Forward Modeling as a Tool for Analyzing PUNCH Data

Chris
Gilly
Laboratory for Atmospheric and Space Physics
Steven R. Cranmer, Laboratory for Atmospheric and Space Physics
Sarah Gibson, High Altitude Observatory
Oral
The PUNCH mission will launch in the next few years, and will be delivering data products unlike any we've had access to before. Because of this, we need to develop and validate new methods of looking at the data. In this work we use the FORWARD platform in SolarSoft to build a forward model called STRIA, which simulates imagery for the PUNCH field of view. This talk will consist of preliminary results from this research project. We are first interested in examining the background steady outflow of the solar wind, using simulated movies of the polarized brightness (pB) from the corona. We will be investigating how solar rotation contributes to variability in pB, how the presence of density striations affects the level of background noise in PUNCH data, and how these effects vary with solar cycle.
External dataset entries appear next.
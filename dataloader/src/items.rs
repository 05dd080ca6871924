use std::{
    num::NonZeroUsize,
    path::{Path, PathBuf},
    sync::Arc,
};

use log::debug;
use ndarray::{Array1, Array4, Axis};

use crate::{
    Batch, BatchLoader, Batches, ImageTransform, ItemLoaderConfig, Manifest, PassOptions,
    Prefetch, Result, SourceIndex, prefetch::PrefetchBatches,
};

struct ItemSource {
    manifest: Manifest,
    input_dir: PathBuf,
    transform: ImageTransform,
    batch_size: NonZeroUsize,
}

impl ItemSource {
    /// Reads and stacks the examples at `indices` into a batch.
    fn batch(&self, indices: &[usize]) -> Result<Batch> {
        let [c, h, w] = self.transform.shape();
        let mut x = Array4::zeros((indices.len(), c, h, w));
        let mut y = Vec::with_capacity(indices.len());
        let mut paths = Vec::with_capacity(indices.len());

        for (mut row, &idx) in x.axis_iter_mut(Axis(0)).zip(indices) {
            let entry = &self.manifest.entries()[idx];
            let item = self.transform.load(&self.input_dir.join(&entry.locator))?;

            row.assign(&item);
            y.push(entry.label as i32);
            paths.push(entry.locator.clone());
        }

        Ok(Batch {
            x,
            y: Array1::from(y),
            paths,
        })
    }
}

/// The synchronous producer of an item-mode pass.
pub(crate) struct ItemBatches {
    source: Arc<ItemSource>,
    order: Vec<usize>,
    cursor: usize,
}

impl Iterator for ItemBatches {
    type Item = Result<Batch>;

    fn next(&mut self) -> Option<Self::Item> {
        if self.cursor >= self.order.len() {
            return None;
        }

        let end = (self.cursor + self.source.batch_size.get()).min(self.order.len());
        let batch = self.source.batch(&self.order[self.cursor..end]);
        self.cursor = end;

        Some(batch)
    }
}

/// Loads batches from individual item files listed in a manifest.
///
/// Every example is read and transformed on its own, either on the consumer's
/// thread or on a prefetching worker.
#[derive(Clone)]
pub struct ItemLoader {
    source: Arc<ItemSource>,
}

impl ItemLoader {
    /// Creates a new `ItemLoader`, reading the manifest and the mean image eagerly.
    ///
    /// # Returns
    /// `DataErr::Config` if the manifest or the transform configuration is invalid.
    pub fn new(config: ItemLoaderConfig) -> Result<Self> {
        let manifest = Manifest::load(&config.manifest)?;
        let transform = ImageTransform::new(config.transform)?;

        Ok(Self::from_parts(
            manifest,
            config.input_dir,
            transform,
            config.batch_size,
        ))
    }

    /// Creates a new `ItemLoader` from an already built manifest and transform.
    pub fn from_parts(
        manifest: Manifest,
        input_dir: impl Into<PathBuf>,
        transform: ImageTransform,
        batch_size: NonZeroUsize,
    ) -> Self {
        let source = ItemSource {
            manifest,
            input_dir: input_dir.into(),
            transform,
            batch_size,
        };

        Self {
            source: Arc::new(source),
        }
    }

    pub fn manifest(&self) -> &Manifest {
        &self.source.manifest
    }

    pub fn input_dir(&self) -> &Path {
        &self.source.input_dir
    }
}

impl BatchLoader for ItemLoader {
    fn len(&self) -> usize {
        self.source.manifest.size()
    }

    fn num_classes(&self) -> usize {
        self.source.manifest.num_classes()
    }

    fn batch_size(&self) -> usize {
        self.source.batch_size.get()
    }

    fn batches(&self, options: &PassOptions) -> Result<Batches> {
        let order = self
            .source
            .manifest
            .iteration_order(options.shuffle, options.seed);

        debug!(
            examples = order.len(), batch_size = self.batch_size(), shuffle = options.shuffle;
            "starting item pass"
        );

        let producer = ItemBatches {
            source: Arc::clone(&self.source),
            order,
            cursor: 0,
        };

        match options.prefetch {
            Prefetch::Off => Ok(Batches::items(producer)),
            Prefetch::Ahead(capacity) => {
                PrefetchBatches::spawn(producer, capacity).map(Batches::prefetch)
            }
        }
    }
}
Next we add overdense "blobs" which stream out along the field lines, and examine the statistics of how they affect the measurements. Due to line-of-sight effects in an optically thin medium, it isn't typically possible to determine the full outflow vector of a given structure in the corona, just the tangential component of the velocity. However, with measurements of pB we will attempt to do just that. We also intend to test some flow-tracking methods against the known “ground truth” in the model.